On the suggestion of the parson of Sonsón, Tiberio de Jesús Salazar y Herrera (future archbishop of Medellín), Caicedo promoted Contreras to co-assistant on April 25, 1913, but he died on July 6 of the same year. Alzate, who designed the first emplacement of Argelia, was the director of the construction, and in August 1918, the archbishop created the parish of Argelia, mediating his own decree. On April 29, 1923, the main facade was started using granite, mined from a nearby quarry at the direction of Juan de Dios Díaz. On March 13, 1927, the facade was almost finished, and the inside had a main altar.

In 1937, Vargas was removed and Alberto Londoño was named as his replacement.
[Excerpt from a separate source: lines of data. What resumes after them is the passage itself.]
//! MVCC transactions and the conflict manager.
//!
//! Transactions follow serializable-snapshot semantics:
//!
//! - A read-only transaction takes a **read view** at begin: it sees
//!   exactly the state at `manager.lsn` and can never conflict.
//! - A read-write transaction reads the latest committed state
//!   (`vlsn = ∞`) and records every read — including negative lookups,
//!   marked as *gap* reads — in the per-index read set.
//! - When a writer prepares, every transaction that read one of its
//!   written keys is marked aborted (a DELETE does not conflict with a
//!   gap read). An aborted reader that was still at `vlsn = ∞` is
//!   snapshotted into a read view at the current committed LSN, so it
//!   can finish read-only; if it later prepares with writes of its own
//!   it fails with a conflict.
//!
//! The write set holds at most one statement per `(index, key)`; the
//! transaction log records every read and write in insertion order so
//! a savepoint rollback can undo both.


use std::collections::{BTreeMap, BTreeSet, HashMap};
use std::sync::atomic::{AtomicBool, AtomicI64, Ordering as AtomicOrdering};
use std::sync::{Arc, Mutex, Weak};

use thiserror::Error;
use tracing::{debug, trace};

use crate::error::{BoxError, ErrorCode};
use crate::range::{LsmIndex, RangeError, UpsertOutcome};
use crate::stmt::{Statement, StmtError, StmtType};

// ------------------------------------------------------------------------------------------------
// Error Types
// ------------------------------------------------------------------------------------------------

/// Errors returned by transaction operations.
#[derive(Debug, Error)]
pub enum TxError {
    /// The transaction lost a conflict and cannot commit its writes.
    #[error("transaction conflict")]
    Conflict,

    /// Operation on a transaction that is no longer active.
    #[error("transaction is not active")]
    NotActive,

    /// Statement failure.
    #[error("statement error: {0}")]
    Stmt(#[from] StmtError),

    /// Range subsystem failure.
    #[error("range error: {0}")]
    Range(#[from] RangeError),

    /// Internal invariant violation or poisoned lock.
    #[error("internal error: {0}")]
    Internal(String),
}

impl From<TxError> for BoxError {
    fn from(e: TxError) -> BoxError {
        let code = match &e {
            TxError::Conflict => ErrorCode::TransactionConflict,
            TxError::NotActive => ErrorCode::NoActiveTransaction,
            _ => ErrorCode::Internal,
        };
        BoxError::new(code, e.to_string())
    }
}

// ------------------------------------------------------------------------------------------------
// Identifiers and records
// ------------------------------------------------------------------------------------------------

/// Identity of an index inside the conflict manager.
pub type IndexIdent = (u32, u32); // (space_id, index_id)

/// State of a transaction.
#[derive(Debug, Clone, Copy, PartialEq, Eq)]
pub enum TxState {
    /// Accepting reads and writes.
    Ready,
    /// Prepared and committed (or committing).
    Commit,
    /// Rolled back.
    Rollback,
}

/// One write-set entry.
#[derive(Clone)]
struct WriteEntry {
    index: Arc<LsmIndex>,
    stmt: Arc<Statement>,
}

/// One transaction-log record, in insertion order.
enum LogEntry {
    /// A tracked read; reversed on savepoint rollback.
    Read {
        index: IndexIdent,
        key: Vec<u8>,
    },
    /// A write; `prev` restores the overwritten entry on rollback.
    Write {
        index: IndexIdent,
        key: Vec<u8>,
        prev: Option<WriteEntry>,
    },
}

struct TxBody {
    state: TxState,
    /// Write set, unique by (index, key).
    writes: BTreeMap<(IndexIdent, Vec<u8>), WriteEntry>,
    log: Vec<LogEntry>,
    /// Bumped on every write-set change; txw iterators re-snapshot on it.
    write_version: u64,
}

/// Shared core of one transaction, reachable from the conflict manager.
pub struct TxShared {
    /// Transaction sequence number, unique per begin.
    pub tsn: i64,
    is_ro: bool,
    /// Read-view LSN; `i64::MAX` means "read latest".
    vlsn: AtomicI64,
    aborted: AtomicBool,
    body: Mutex<TxBody>,
}

impl TxShared {
    /// Upper bound on LSNs visible to this transaction.
    pub fn vlsn(&self) -> i64 {
        self.vlsn.load(AtomicOrdering::Acquire)
    }

    /// Whether a conflicting writer committed under this transaction.
    pub fn is_aborted(&self) -> bool {
        self.aborted.load(AtomicOrdering::Acquire)
    }

    fn body(&self) -> Result<std::sync::MutexGuard<'_, TxBody>, TxError> {
        self.body
            .lock()
            .map_err(|_| TxError::Internal("mutex poisoned".into()))
    }
}
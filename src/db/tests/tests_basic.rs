#[cfg(test)]
mod tests {
    use std::sync::Arc;

    use tempfile::TempDir;

    use crate::db::tests::helpers::*;
    use crate::error::ErrorCode;
    use crate::iterator::IteratorType;
    use crate::keydef::FieldType;
    use crate::range::LsmIndex;
    use crate::space::{Index, IndexBody, IndexDef, IndexKind, Space, SpaceDef, SpaceHandler};
    use crate::tuple::TupleFormat;

    #[test]
    fn write_then_read_back() {
        init_tracing();
        let tmp = TempDir::new().unwrap();
        let db = open(tmp.path());

        let tx = db.begin(false);
        tx.replace(SPACE, &tuple_u(&[1, 2, 3])).unwrap();
        tx.replace(SPACE, &tuple_u(&[5, 8, 13])).unwrap();
        tx.commit().unwrap();

        let tx = db.begin(true);
        let found = tx.get(SPACE, &key_u(1)).unwrap().unwrap();
        assert_eq!(decode_u(&found), vec![1, 2, 3]);
        assert!(tx.get(SPACE, &key_u(9)).unwrap().is_none());
        tx.commit().unwrap();
        db.close().unwrap();
    }

    #[test]
    fn own_writes_visible_before_commit() {
        init_tracing();
        let tmp = TempDir::new().unwrap();
        let db = open(tmp.path());

        let tx = db.begin(false);
        tx.replace(SPACE, &tuple_u(&[7, 70])).unwrap();
        let found = tx.get(SPACE, &key_u(7)).unwrap().unwrap();
        assert_eq!(decode_u(&found), vec![7, 70]);
        tx.rollback().unwrap();

        // Rolled back: gone.
        let tx = db.begin(true);
        assert!(tx.get(SPACE, &key_u(7)).unwrap().is_none());
        tx.commit().unwrap();
        db.close().unwrap();
    }

    #[test]
    fn insert_rejects_duplicate_primary_key() {
        init_tracing();
        let tmp = TempDir::new().unwrap();
        let db = open(tmp.path());

        let space = db.handler(SPACE);
        space.insert(&tuple_u(&[1, 2, 3])).unwrap();
        space.insert(&tuple_u(&[5, 8, 13])).unwrap();

        let err = space.insert(&tuple_u(&[1, 9, 9])).unwrap_err();
        assert_eq!(err.code, ErrorCode::DuplicateKey);
        assert!(err.message.contains("pk"), "message cites the index: {err}");
        db.close().unwrap();
    }

    #[test]
    fn delete_hides_tuple() {
        init_tracing();
        let tmp = TempDir::new().unwrap();
        let db = open(tmp.path());

        let space = db.handler(SPACE);
        space.replace(&tuple_u(&[1, 1])).unwrap();
        space.delete(0, &key_u(1)).unwrap();
        assert!(space.get(&key_u(1)).unwrap().is_none());
        db.close().unwrap();
    }

    #[test]
    fn update_applies_operations() {
        init_tracing();
        let tmp = TempDir::new().unwrap();
        let db = open(tmp.path());

        let space = db.handler(SPACE);
        space.replace(&tuple_u(&[1, 10])).unwrap();
        space.update(0, &key_u(1), &add_op(2, 5)).unwrap();
        let found = space.get(&key_u(1)).unwrap().unwrap();
        assert_eq!(decode_u(&found), vec![1, 15]);
        db.close().unwrap();
    }

    #[test]
    fn upsert_inserts_then_updates() {
        init_tracing();
        let tmp = TempDir::new().unwrap();
        let db = open(tmp.path());

        let space = db.handler(SPACE);
        space.upsert(&tuple_u(&[1, 0]), &add_op(2, 1)).unwrap();
        assert_eq!(decode_u(&space.get(&key_u(1)).unwrap().unwrap()), vec![1, 0]);

        space.upsert(&tuple_u(&[1, 0]), &add_op(2, 1)).unwrap();
        space.upsert(&tuple_u(&[1, 0]), &add_op(2, 1)).unwrap();
        assert_eq!(decode_u(&space.get(&key_u(1)).unwrap().unwrap()), vec![1, 2]);
        db.close().unwrap();
    }

    #[test]
    fn select_range_and_reverse() {
        init_tracing();
        let tmp = TempDir::new().unwrap();
        let db = open(tmp.path());

        let space = db.handler(SPACE);
        for k in [1u64, 3, 5, 7] {
            space.replace(&tuple_u(&[k, k * 10])).unwrap();
        }

        let asc = space.select(0, IteratorType::Ge, &key_u(3), 100).unwrap();
        let keys: Vec<u64> = asc.iter().map(|t| decode_u(t)[0]).collect();
        assert_eq!(keys, vec![3, 5, 7]);

        let desc = space.select(0, IteratorType::Lt, &key_u(5), 100).unwrap();
        let keys: Vec<u64> = desc.iter().map(|t| decode_u(t)[0]).collect();
        assert_eq!(keys, vec![3, 1]);

        let limited = space.select(0, IteratorType::All, &[], 2).unwrap();
        assert_eq!(limited.len(), 2);
        db.close().unwrap();
    }

    #[test]
    fn read_only_mode_rejects_writes() {
        init_tracing();
        let tmp = TempDir::new().unwrap();
        let db = open(tmp.path());
        db.set_read_only(true);

        let space = db.handler(SPACE);
        let err = space.replace(&tuple_u(&[1, 1])).unwrap_err();
        assert_eq!(err.code, ErrorCode::ReadOnly);

        db.set_read_only(false);
        space.replace(&tuple_u(&[1, 1])).unwrap();
        db.close().unwrap();
    }

    #[test]
    fn read_view_is_stable_under_concurrent_commit() {
        init_tracing();
        let tmp = TempDir::new().unwrap();
        let db = open(tmp.path());

        let space = db.handler(SPACE);
        space.replace(&tuple_u(&[1, 100])).unwrap(); // v1

        let ro = db.begin(true);
        // Commit v2 while the read view is open.
        space.replace(&tuple_u(&[1, 200])).unwrap();

        let seen = ro.get(SPACE, &key_u(1)).unwrap().unwrap();
        assert_eq!(decode_u(&seen), vec![1, 100], "read view sees v1");
        ro.commit().unwrap();

        assert_eq!(
            decode_u(&space.get(&key_u(1)).unwrap().unwrap()),
            vec![1, 200],
            "new transactions see v2"
        );
        db.close().unwrap();
    }

    #[test]
    fn cross_engine_transaction_rejected() {
        init_tracing();
        let tmp = TempDir::new().unwrap();
        let db = open(tmp.path());

        // The in-memory engine is interface-only, so no public path
        // declares a space for it; graft one into the catalog to
        // exercise the seam the way a second engine would.
        let foreign_def = key_def(&[(0, FieldType::Unsigned)]);
        let lsm = LsmIndex::open(
            &db.config.vinyl_dir,
            600,
            0,
            Arc::clone(&foreign_def),
            db.instance_uuid(),
        )
        .unwrap();
        let format = TupleFormat::new(&[foreign_def.as_ref()], None).unwrap();
        let mut indexes = std::collections::BTreeMap::new();
        indexes.insert(
            0,
            Index {
                def: IndexDef {
                    index_id: 0,
                    name: "pk".into(),
                    kind: IndexKind::Tree,
                    key_def: Arc::clone(&foreign_def),
                },
                cmp_def: Arc::clone(&foreign_def),
                to_primary: None,
                body: IndexBody::Lsm(lsm),
            },
        );
        let foreign = Space {
            def: SpaceDef {
                id: 600,
                name: "scratch".into(),
                engine: "memtx".into(),
                field_count: None,
                temporary: true,
            },
            format,
            indexes,
        };
        db.spaces.write().unwrap().insert(600, Arc::new(foreign));

        // A transaction that already wrote one engine must not write
        // another.
        let tx = db.begin(false);
        tx.replace(SPACE, &tuple_u(&[1, 1])).unwrap();
        let err = tx.replace(600, &tuple_u(&[2, 2])).unwrap_err();
        assert_eq!(err.code, ErrorCode::CrossEngineTransaction);
        assert!(err.message.contains("vinyl") && err.message.contains("memtx"));
        tx.rollback().unwrap();

        // The other direction fails the same way.
        let tx = db.begin(false);
        tx.replace(600, &tuple_u(&[2, 2])).unwrap();
        let err = tx.replace(SPACE, &tuple_u(&[1, 1])).unwrap_err();
        assert_eq!(err.code, ErrorCode::CrossEngineTransaction);
        tx.rollback().unwrap();

        // A transaction confined to one engine is unaffected.
        let tx = db.begin(false);
        tx.replace(600, &tuple_u(&[3, 3])).unwrap();
        tx.replace(600, &tuple_u(&[4, 4])).unwrap();
        tx.commit().unwrap();
        db.close().unwrap();
    }

    #[test]
    fn conflicting_writer_fails_at_commit() {
        init_tracing();
        let tmp = TempDir::new().unwrap();
        let db = open(tmp.path());

        let space = db.handler(SPACE);
        space.replace(&tuple_u(&[1, 1])).unwrap();

        let a = db.begin(false);
        let _ = a.get(SPACE, &key_u(1)).unwrap();
        a.replace(SPACE, &tuple_u(&[2, 2])).unwrap();

        // B commits a write on the key A read.
        space.replace(&tuple_u(&[1, 99])).unwrap();

        let err = a.commit().unwrap_err();
        assert_eq!(err.code, ErrorCode::TransactionConflict);
        db.close().unwrap();
    }
}
mod tests_dump;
Londoño was the parson for nearly seven years and replaced the old doors, and the brick floor was replaced with tiles. A clock was also added, bought for $ 180. The clock had previously been the property of Sonsón's church, and later, part of the Chapel of Jesus (Capilla de Jesús), whose chaplain was Ramón Elías Botero.

Londoño was replaced by Mario Ángel, and he by Antonio Ángel in 1956. Antonio Ángel bought the via crucis, the lamps and the candelabras. On March 18, 1957, the Diocese of Sonsón was created (today, the Diocese of Sonsón-Rionegro), and the parish became a part of the new diocese.